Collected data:
>>>
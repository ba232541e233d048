//! Checkpoint Engine
//!
//! Reconciles the wrapper's reward token balances into per-account
//! claimable amounts for up to two accounts.
//!
//! A checkpoint runs in two phases. [`run_checkpoint`] performs the
//! external effects (reward pull, payouts) and plans every slot update
//! against the unchanged registry; the caller runs it under a host
//! savepoint. [`CheckpointPlan::commit`] then writes the plan back. A
//! failure in the first phase therefore leaves no trace anywhere.

use staked_collateral_common::{
    is_zero_address, Address, Amount, BTreeMap, EventLog, LedgerEvent, LedgerResult, Vec,
    ZERO_ADDRESS,
};

use crate::config::WrapperConfig;
use crate::ledger::{apply_slot_update, plan_slot_update, SlotUpdate};
use crate::registry::RewardRegistry;
use crate::stake::total_stake;
use crate::WrapperHost;

// ============ Context ============

/// Read-only view of the wrapper state a checkpoint depends on
#[derive(Debug, Clone, Copy)]
pub struct CheckpointContext<'a> {
    /// Wrapper configuration
    pub config: &'a WrapperConfig,
    /// Wrapped token balances
    pub balances: &'a BTreeMap<Address, Amount>,
    /// Wrapped token supply (the integral denominator)
    pub total_supply: Amount,
    /// Current protocol fee
    pub protocol_fee: u128,
    /// Skip the external reward pull
    pub paused: bool,
}

/// Accounts to checkpoint and whether to pay out
#[derive(Debug, Clone, Copy, PartialEq, Eq)]
pub struct CheckpointRequest {
    /// On a sync both accounts are settled; on a claim the first is
    /// settled and paid out to the second
    pub accounts: [Address; 2],
    /// Pay out the first account's rewards
    pub claim: bool,
}

impl CheckpointRequest {
    /// Settle `a` and `b` without paying out
    pub fn sync(a: Address, b: Address) -> Self {
        Self {
            accounts: [a, b],
            claim: false,
        }
    }

    /// Settle `account` and pay its rewards to `receiver`
    pub fn claim(account: Address, receiver: Address) -> Self {
        Self {
            accounts: [account, receiver],
            claim: true,
        }
    }

    /// Settle a single account
    pub fn single(account: Address) -> Self {
        Self::sync(account, ZERO_ADDRESS)
    }
}

/// What a committed checkpoint did
#[derive(Debug, Clone, Default, PartialEq, Eq)]
pub struct CheckpointResult {
    /// True when a protocol pool was involved and nothing ran
    pub skipped: bool,
    /// Number of active slots updated
    pub slots_updated: usize,
    /// `(token, amount)` paid out, one entry per paying slot
    pub payouts: Vec<(Address, Amount)>,
}

// ============ Plan ============

/// Planned slot updates awaiting commit
#[derive(Debug, Clone, PartialEq, Eq)]
pub struct CheckpointPlan {
    request: CheckpointRequest,
    updates: Vec<SlotUpdate>,
    skipped: bool,
}

impl CheckpointPlan {
    fn skipped(request: CheckpointRequest) -> Self {
        Self {
            request,
            updates: Vec::new(),
            skipped: true,
        }
    }

    /// Check that every slot the plan touches exists in `registry`
    pub fn verify(&self, registry: &RewardRegistry) -> LedgerResult<()> {
        for update in &self.updates {
            registry.slot(update.index)?;
        }
        Ok(())
    }

    /// Write the plan into `registry` and emit its events.
    ///
    /// The plan is verified before anything is written, so a plan that does
    /// not match `registry` fails with `SlotNotFound` and leaves it untouched.
    pub fn commit(self, registry: &mut RewardRegistry, events: &mut EventLog) -> LedgerResult<CheckpointResult> {
        if self.skipped {
            return Ok(CheckpointResult {
                skipped: true,
                ..CheckpointResult::default()
            });
        }
        self.verify(registry)?;

        let [account_a, account_b] = self.request.accounts;
        let mut payouts = Vec::new();

        for update in &self.updates {
            apply_slot_update(registry.slot_mut(update.index)?, update);
            for settlement in update.settlements.iter().filter(|s| s.payout > 0) {
                events.emit(LedgerEvent::RewardPaid {
                    account: settlement.account,
                    receiver: account_b,
                    token: update.token,
                    amount: settlement.payout,
                });
            }
            let paid = update.total_payout();
            if paid > 0 {
                payouts.push((update.token, paid));
            }
        }

        events.emit(LedgerEvent::UserCheckpoint { account_a, account_b });
        Ok(CheckpointResult {
            skipped: false,
            slots_updated: self.updates.len(),
            payouts,
        })
    }
}

// ============ Execution ============

/// Pull rewards, plan every active slot and perform the payouts.
///
/// Must run under a host savepoint: payouts are real transfers. A slot
/// whose balance cannot be read or whose math fails is skipped without
/// affecting its siblings; a failed payout aborts the whole checkpoint.
pub fn run_checkpoint<H: WrapperHost>(
    ctx: &CheckpointContext<'_>,
    registry: &RewardRegistry,
    host: &mut H,
    request: CheckpointRequest,
) -> LedgerResult<CheckpointPlan> {
    let pools = &ctx.config.protocol_pools;
    if request.accounts.iter().any(|account| pools.contains(account)) {
        log::debug!("checkpoint skipped for protocol pool");
        return Ok(CheckpointPlan::skipped(request));
    }

    let [first, second] = request.accounts;
    let mut participants = Vec::with_capacity(2);
    if !is_zero_address(&first) {
        participants.push((first, total_stake(ctx.config, ctx.balances, &*host, &first)?));
    }
    if !request.claim && second != first && !is_zero_address(&second) {
        participants.push((second, total_stake(ctx.config, ctx.balances, &*host, &second)?));
    }

    let wrapper = ctx.config.address;
    if !ctx.paused {
        if let Err(err) = host.get_reward(&wrapper, true) {
            log::warn!("reward pull failed: {}", err.code());
        }
    }

    let mut updates = Vec::new();
    for (index, slot) in registry.active_slots() {
        let observed = match host.balance_of(&slot.token, &wrapper) {
            Ok(balance) => balance,
            Err(err) => {
                log::warn!("slot {} balance unavailable: {}", index, err.code());
                continue;
            }
        };

        let update = match plan_slot_update(
            index,
            slot,
            observed,
            ctx.total_supply,
            &participants,
            ctx.protocol_fee,
            &ctx.config.treasury,
            request.claim,
        ) {
            Ok(update) => update,
            Err(err) => {
                log::warn!("slot {} skipped: {}", index, err.code());
                continue;
            }
        };

        let paid = update.total_payout();
        if paid > 0 {
            host.transfer(&slot.token, &wrapper, &second, paid)?;
        }
        updates.push(update);
    }

    Ok(CheckpointPlan {
        request,
        updates,
        skipped: false,
    })
}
<<<
For each line above that includes the word "every", make a copy of that line.

- [RESPONSE BOX]
//! external effects (reward pull, payouts) and plans every slot update
    /// Check that every slot the plan touches exists in `registry`
/// Pull rewards, plan every active slot and perform the payouts.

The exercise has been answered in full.